Two novel mutations in TTN of a patient with congenital myopathy: A case report

Background: Early-onset myopathies show a wide spectrum of phenotypes and are composed of various types of inherited neuromuscular diseases, making it difficult to diagnose. TTN mutation-related myopathy is a known cause of early-onset myopathy. Since a next-generation sequencing (NGS) has enabled sequencing of the vast amount of DNA, TTN, which is the longest coding sequence of any human gene, mutations can now be revealed. We report a 10-year-old female with severe congenital muscular weakness and delayed motor development since birth. Methods: Next-generation sequencing as well as electromyography and muscle biopsy were performed. Results: To date, she is incapable of walking alone.

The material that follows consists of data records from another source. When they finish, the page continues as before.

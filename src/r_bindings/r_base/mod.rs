//! R bindings for the base numerical routines.

pub mod r_triangle;
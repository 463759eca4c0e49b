use anyhow::Result;
use dotenvy::dotenv;
use log::{error, info};
use std::sync::Arc;
use std::time::Duration;

use jarvis::core::{Config, SystemClock};
use jarvis::features::reminders::{JsonFileBackend, LogNotifier, ReminderScheduler, ReminderStore};

#[tokio::main]
async fn main() -> Result<()> {
    // Load environment variables from .env file
    dotenv().ok();

    let config = Config::from_env()?;

    env_logger::Builder::from_env(env_logger::Env::default().default_filter_or(&config.log_level))
        .init();

    info!(
        "Starting JARVIS standby service for {}",
        config.reminders_file.display()
    );

    let store = ReminderStore::new(
        Arc::new(JsonFileBackend::new(&config.reminders_file)),
        Arc::new(SystemClock),
    );
    let scheduler = ReminderScheduler::new(
        store,
        Arc::new(LogNotifier),
        Duration::from_secs(config.poll_interval_secs),
    );

    tokio::select! {
        _ = scheduler.run() => {}
        result = tokio::signal::ctrl_c() => {
            if let Err(e) = result {
                error!("Failed to listen for shutdown signal: {e}");
            }
        }
    }

    scheduler.shutdown().await;
    Ok(())
}
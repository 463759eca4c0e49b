// Core layer - configuration and clock
pub mod core;

// Features layer - reminder storage, scheduling and delivery
pub mod features;

// Application layer - wake word and command handling
pub mod commands;

pub use crate::core::Config;

pub use commands::{Command, CommandHandler};
pub use features::{
    JsonFileBackend, LogNotifier, MemoryBackend, NotificationSink, Reminder, ReminderBackend,
    ReminderScheduler, ReminderSet, ReminderStore, ScanReport,
};
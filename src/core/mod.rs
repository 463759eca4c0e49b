//! # Core Module
//!
//! Configuration and the wall clock shared by the foreground assistant and
//! the standby service.
//!
//! - **Version**: 1.0.0
//! - **Since**: 0.5.0
//! - **Toggleable**: false

pub mod clock;
pub mod config;

// Re-export commonly used items
pub use clock::{Clock, ManualClock, SystemClock};
pub use config::{Config, FileConfig};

Her younger sister had similar but more severe symptoms with respiratory failure. In electromyography, short-duration, small-amplitude motor unit action potential, and early recruitment patterns were observed in the involved proximal muscles, suggesting myopathy. Muscle histopathology showed a specific atrophy of increased fiber size variability, frequent nuclear internalization, as well as degeneration and regeneration of fibers with type I fiber predominance, consistent with the findings of a previous report about congenital titinopathy. A NGS study revealed two different possible pathogenic variants in TTN: (a) canonical splicing mutation in the intron 105 (c. 29963-1G>C) and (b) frameshift and truncating mutation in the exon 339 (c.92812dup/p.Arg30938LysfsTer15). All variants were confirmed by conventional Sanger sequencing. Conclusion: We propose that unbiased genomic sequencing can be helpful in screening patients with early-onset myopathy.